About this exercise ::
When the line containing "metadata / payloads /" appears in the entries below, begin printing there and stop after the line containing "signed with a"; print each of those lines exactly and no other line.

** Records for the task follows **

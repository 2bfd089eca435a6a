//! Construction service - the derive / preprocess / metadata / payloads /
//! parse / combine / hash / submit flow
//!
//! Unsigned and signed transactions travel as plain hex of the wire bytes.
//! The signing payload is keccak256 of the sign-bytes and is signed with a
//! recoverable secp256k1 signature.

use num_bigint::BigUint;
use rosetta_core::chain::{max_gas_limit, minimum_gas_price, minimum_send_fee};
use rosetta_core::codec::metadata::{get_address, get_biguint, get_bytes, get_u64, put, require_u64};
use rosetta_core::{
    decode, encode, match_operations, validate_send, AccountIdentifier, Address, Amount, Bytes,
    DecodeContext, Denom, Hash, Metadata, NativeTx, Operation, TxKind,
};
use rosetta_network::NodeClient;
use serde_json::Value;

use crate::models::{PublicKey, Signature, SigningPayload};
use crate::{ApiError, ApiResult};

pub const CURVE_SECP256K1: &str = "secp256k1";
pub const SIGNATURE_TYPE: &str = "ecdsa_recovery";

#[derive(Clone)]
pub struct ConstructionService {
    chain_id: String,
    node: NodeClient,
}

fn decode_hex(s: &str) -> ApiResult<Vec<u8>> {
    Bytes::from_hex(s)
        .map(|b| b.0)
        .map_err(|e| ApiError::InvalidInputParam(e.to_string()))
}

fn native_from_hex(s: &str) -> ApiResult<NativeTx> {
    let bytes = decode_hex(s)?;
    NativeTx::from_bytes(&bytes).map_err(|e| ApiError::UnableToParseTransaction(e.to_string()))
}

fn constructible(tx: &NativeTx) -> ApiResult<()> {
    match tx.kind() {
        TxKind::Send | TxKind::SmartContract => Ok(()),
        other => Err(ApiError::InvalidInputParam(format!(
            "unsupported transaction type {}",
            other.name()
        ))),
    }
}

/// Address of a curve-tagged public key
pub fn derive(public_key: Option<&PublicKey>) -> ApiResult<AccountIdentifier> {
    let key = public_key.ok_or_else(|| ApiError::InvalidInputParam("public key missing".into()))?;
    if key.curve_type != CURVE_SECP256K1 {
        return Err(ApiError::InvalidInputParam(format!(
            "unsupported curve type {}",
            key.curve_type
        )));
    }
    let bytes = decode_hex(&key.hex_bytes)?;
    if bytes.is_empty() {
        return Err(ApiError::InvalidInputParam("empty public key".into()));
    }
    let address = rosetta_crypto::public_key_to_address(&bytes)?;
    Ok(AccountIdentifier::new(&Address(address)))
}

/// Options for the metadata stage: kind, signer, send fee and the caller's
/// gas settings
pub fn preprocess(operations: &[Operation], metadata: Option<&Metadata>) -> ApiResult<Metadata> {
    let matched = match_operations(operations)?;
    validate_send(&matched)?;

    let mut options = Metadata::new();
    options.insert("type".to_string(), Value::from(matched.kind().code()));
    options.insert("signer".to_string(), Value::from(matched.signer().to_string()));
    if let Some(fee) = matched.send_fee() {
        options.insert("fee".to_string(), Value::from(fee.to_string()));
    }
    if let Some(meta) = metadata {
        for key in ["gas_limit", "gas_price", "data"] {
            if let Some(v) = meta.get(key).filter(|v| !v.is_null()) {
                options.insert(key.to_string(), v.clone());
            }
        }
    }
    Ok(options)
}

/// Unsigned transaction and the single payload its signer has to sign
pub fn payloads(
    chain_id: &str,
    operations: &[Operation],
    metadata: &Metadata,
) -> ApiResult<(String, SigningPayload)> {
    let matched = match_operations(operations)?;
    validate_send(&matched)?;
    require_u64(metadata, "sequence")?;

    let tx = encode(matched.kind(), operations, metadata)?;
    let digest = Hash::keccak(&tx.sign_bytes(chain_id));

    let payload = SigningPayload {
        account_identifier: AccountIdentifier::new(&matched.signer()),
        hex_bytes: hex::encode(digest.as_bytes()),
        signature_type: SIGNATURE_TYPE.to_string(),
    };
    Ok((hex::encode(tx.to_bytes()), payload))
}

/// Operations, metadata and (when signed) the signer of a hex transaction
pub fn parse(
    transaction: &str,
    signed: bool,
) -> ApiResult<(Vec<Operation>, Metadata, Option<Vec<AccountIdentifier>>)> {
    let tx = native_from_hex(transaction)?;
    constructible(&tx)?;

    let decoded = decode(&tx, &DecodeContext::construction());
    let signers = if signed {
        let signer = tx
            .signer()
            .ok_or_else(|| ApiError::UnableToParseTransaction("transaction has no signer".into()))?;
        Some(vec![AccountIdentifier::new(&signer)])
    } else {
        None
    };
    Ok((decoded.operations, decoded.metadata, signers))
}

/// Attach the one signature to the unsigned transaction after checking it
/// recovers to the transaction's signer
pub fn combine(chain_id: &str, unsigned: &str, signatures: &[Signature]) -> ApiResult<String> {
    let [signature] = signatures else {
        return Err(ApiError::InvalidInputParam("need exact 1 signature".into()));
    };

    let mut tx = native_from_hex(unsigned)?;
    constructible(&tx)?;

    let claimed = signature
        .signing_payload
        .account_identifier
        .parse_address()
        .map_err(|_| ApiError::InvalidAccountAddress)?;
    if tx.signer() != Some(claimed) {
        tracing::warn!(signer = %claimed, "signature from an account that does not sign this transaction");
        return Err(ApiError::SignatureVerificationFailed(format!(
            "{} does not sign this transaction",
            claimed
        )));
    }

    let sig = decode_hex(&signature.hex_bytes)?;
    if let Err(e) = rosetta_crypto::verify_signature(&tx.sign_bytes(chain_id), &sig, claimed.as_bytes()) {
        tracing::warn!(signer = %claimed, error = %e, "signature verification failed");
        return Err(e.into());
    }

    tx.set_signature(&claimed, Bytes(sig));
    Ok(hex::encode(tx.to_bytes()))
}

/// Content hash of a signed hex transaction
/// Hash of the signed wire bytes. The bytes must decode as a transaction.
pub fn hash(signed: &str) -> ApiResult<Hash> {
    let bytes = decode_hex(signed)?;
    NativeTx::from_bytes(&bytes).map_err(|e| ApiError::UnableToParseTransaction(e.to_string()))?;
    Ok(Hash::keccak(&bytes))
}

impl ConstructionService {
    pub fn new(chain_id: impl Into<String>, node: NodeClient) -> Self {
        Self {
            chain_id: chain_id.into(),
            node,
        }
    }

    pub fn chain_id(&self) -> &str {
        &self.chain_id
    }

    /// Next sequence for the signer plus fee and gas settings, defaulted
    /// from the chain parameters at the node's current height
    pub async fn metadata(&self, options: &Metadata) -> ApiResult<(Metadata, Vec<Amount>)> {
        let signer = get_address(options, "signer")?
            .ok_or_else(|| ApiError::InvalidInputParam("empty signer address".into()))?;
        let code = get_u64(options, "type")?
            .ok_or_else(|| ApiError::InvalidInputParam("tx type missing in metadata".into()))?;
        let kind = TxKind::from_code(code)?;

        let status = self
            .node
            .status()
            .await
            .map_err(|e| ApiError::from_rpc(e, ApiError::UnableToGetNodeStatus))?;
        let height = status.current_height;

        let account = self
            .node
            .account(&signer, None)
            .await
            .map_err(|e| ApiError::from_rpc(e, ApiError::UnableToGetAccount))?
            .ok_or(ApiError::UnableToGetAccount)?;

        let mut metadata = Metadata::new();
        put(&mut metadata, "sequence", &(account.sequence + 1));

        let fee = match kind {
            TxKind::Send => {
                let fee = get_biguint(options, "fee")?
                    .filter(|f| *f != BigUint::default())
                    .unwrap_or_else(|| minimum_send_fee(height));
                put(&mut metadata, "fee", &fee.to_string());
                fee
            }
            TxKind::SmartContract => {
                let gas_limit = get_u64(options, "gas_limit")?.unwrap_or_else(|| max_gas_limit(height));
                let gas_price = get_biguint(options, "gas_price")?
                    .unwrap_or_else(|| minimum_gas_price(height));
                let data = get_bytes(options, "data")?.unwrap_or_default();
                put(&mut metadata, "gas_limit", &gas_limit.to_string());
                put(&mut metadata, "gas_price", &gas_price.to_string());
                put(&mut metadata, "data", &hex::encode(data.as_slice()));
                gas_price * BigUint::from(gas_limit)
            }
            other => {
                return Err(ApiError::InvalidInputParam(format!(
                    "unsupported transaction type {}",
                    other.name()
                )))
            }
        };

        Ok((metadata, vec![Amount::new(fee.into(), Denom::TFuel)]))
    }

    pub async fn submit(&self, signed: &str) -> ApiResult<Hash> {
        let bytes = decode_hex(signed)?;
        match self.node.broadcast_raw(&bytes).await {
            Ok(hash) => {
                tracing::info!(%hash, "transaction submitted");
                Ok(hash)
            }
            Err(e) => {
                tracing::warn!(error = %e, "broadcast failed");
                let reason = e.to_string();
                Err(ApiError::from_rpc(e, ApiError::UnableToSubmitTransaction(reason)))
            }
        }
    }
}

#[cfg(test)]
mod tests {
    use super::*;
    use num_bigint::BigInt;
    use rosetta_core::operation::OperationsBuilder;
    use rosetta_core::OperationType;
    use rosetta_crypto::KeyPair;

    const SECRET: &str = "4c0883a69102937d6231471b5dbb6204fe5129617082792ae468d01a3f362318";
    const CHAIN: &str = "privatenet";

    fn sequence(n: u64) -> Metadata {
        let mut meta = Metadata::new();
        meta.insert("sequence".to_string(), Value::from(n));
        meta
    }

    fn send_ops(from: &Address, to: &Address) -> Vec<Operation> {
        let mut b = OperationsBuilder::new(None);
        b.push(OperationType::SendTxInput, from, BigInt::from(-10), Denom::Theta, None)
            .push(OperationType::SendTxInput, from, BigInt::from(-20), Denom::TFuel, None)
            .push(OperationType::SendTxOutput, to, BigInt::from(10), Denom::Theta, None)
            .push(OperationType::SendTxOutput, to, BigInt::from(20), Denom::TFuel, None)
            .push(OperationType::TxFee, from, BigInt::from(-3), Denom::TFuel, None);
        b.build()
    }

    #[test]
    fn test_derive_rejects_other_curves() {
        let key = PublicKey {
            hex_bytes: "02".repeat(33),
            curve_type: "edwards25519".into(),
        };
        assert_eq!(derive(Some(&key)).unwrap_err().code(), 19);
        assert_eq!(derive(None).unwrap_err().code(), 19);
    }

    #[test]
    fn test_derive_known_address() {
        let keypair = KeyPair::from_private_key_hex(SECRET).unwrap();
        let key = PublicKey {
            hex_bytes: hex::encode(keypair.public_key_compressed()),
            curve_type: CURVE_SECP256K1.into(),
        };
        let account = derive(Some(&key)).unwrap();
        assert_eq!(
            account.address.to_lowercase(),
            "0x2c7536e3605d9c16a7a3d7b1898e529396a65c23"
        );
    }

    #[test]
    fn test_preprocess_send_options() {
        let from = Address([1; 20]);
        let ops = send_ops(&from, &Address([2; 20]));
        let options = preprocess(&ops, None).unwrap();
        assert_eq!(options["type"], 2);
        assert_eq!(options["signer"], from.to_string());
        assert_eq!(options["fee"], "3");
    }

    #[test]
    fn test_payloads_require_sequence() {
        let ops = send_ops(&Address([1; 20]), &Address([2; 20]));
        assert!(payloads(CHAIN, &ops, &Metadata::new()).is_err());
    }

    #[test]
    fn test_send_sign_and_combine() {
        let keypair = KeyPair::from_private_key_hex(SECRET).unwrap();
        let from = Address(keypair.address());
        let ops = send_ops(&from, &Address([2; 20]));

        let (unsigned, payload) = payloads(CHAIN, &ops, &sequence(1)).unwrap();
        assert_eq!(payload.signature_type, SIGNATURE_TYPE);

        let (parsed, _, signers) = parse(&unsigned, false).unwrap();
        assert_eq!(parsed.len(), 5);
        assert!(signers.is_none());

        let digest: [u8; 32] = hex::decode(&payload.hex_bytes).unwrap().try_into().unwrap();
        let signature = Signature {
            signing_payload: payload.clone(),
            public_key: PublicKey {
                hex_bytes: hex::encode(keypair.public_key_compressed()),
                curve_type: CURVE_SECP256K1.into(),
            },
            signature_type: SIGNATURE_TYPE.into(),
            hex_bytes: hex::encode(keypair.sign_digest(&digest)),
        };

        let signed = combine(CHAIN, &unsigned, std::slice::from_ref(&signature)).unwrap();
        let (_, _, signers) = parse(&signed, true).unwrap();
        assert_eq!(signers.unwrap()[0].address, from.to_string());

        // signed for another chain
        assert_eq!(
            combine("mainnet", &unsigned, &[signature.clone()]).unwrap_err().code(),
            35
        );
        assert_eq!(combine(CHAIN, &unsigned, &[]).unwrap_err().code(), 19);

        let expected = Hash::keccak(&hex::decode(&signed).unwrap());
        assert_eq!(hash(&signed).unwrap(), expected);
    }

    #[test]
    fn test_hash_requires_a_transaction() {
        assert_eq!(hash("deadbeef").unwrap_err().code(), 21);
        assert_eq!(hash("").unwrap_err().code(), 21);
        assert_eq!(hash("zz").unwrap_err().code(), 19);
    }
}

** End of Records for the task **

Solution to this task ::
//! Construction service - the derive / preprocess / metadata / payloads /
//! parse / combine / hash / submit flow
//!
//! Unsigned and signed transactions travel as plain hex of the wire bytes.
//! The signing payload is keccak256 of the sign-bytes and is signed with a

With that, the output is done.